[Data shown — start]
/*!
 * Timeout Scheduler Module
 * Dedicated-thread timer queue for one-shot and repeating tasks
 */

mod config;
mod entry;
mod observer;
mod stats;
mod task;
mod timer;

// Re-export public API
pub use config::SchedulerConfig;
pub use observer::SchedulerObserver;
pub use stats::SchedulerStats;
pub use task::{Task, TaskHandle, TaskKind};
pub use timer::TimeoutScheduler;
[Data shown — finish]
§ Task:
Only the lines from the one containing "and repeating tasks" through the final line of the data belong in the answer, repeated exactly.

§ Answer space:
 * Dedicated-thread timer queue for one-shot and repeating tasks
 */

mod config;
mod entry;
mod observer;
mod stats;
mod task;
mod timer;

// Re-export public API
pub use config::SchedulerConfig;
pub use observer::SchedulerObserver;
pub use stats::SchedulerStats;
pub use task::{Task, TaskHandle, TaskKind};
pub use timer::TimeoutScheduler;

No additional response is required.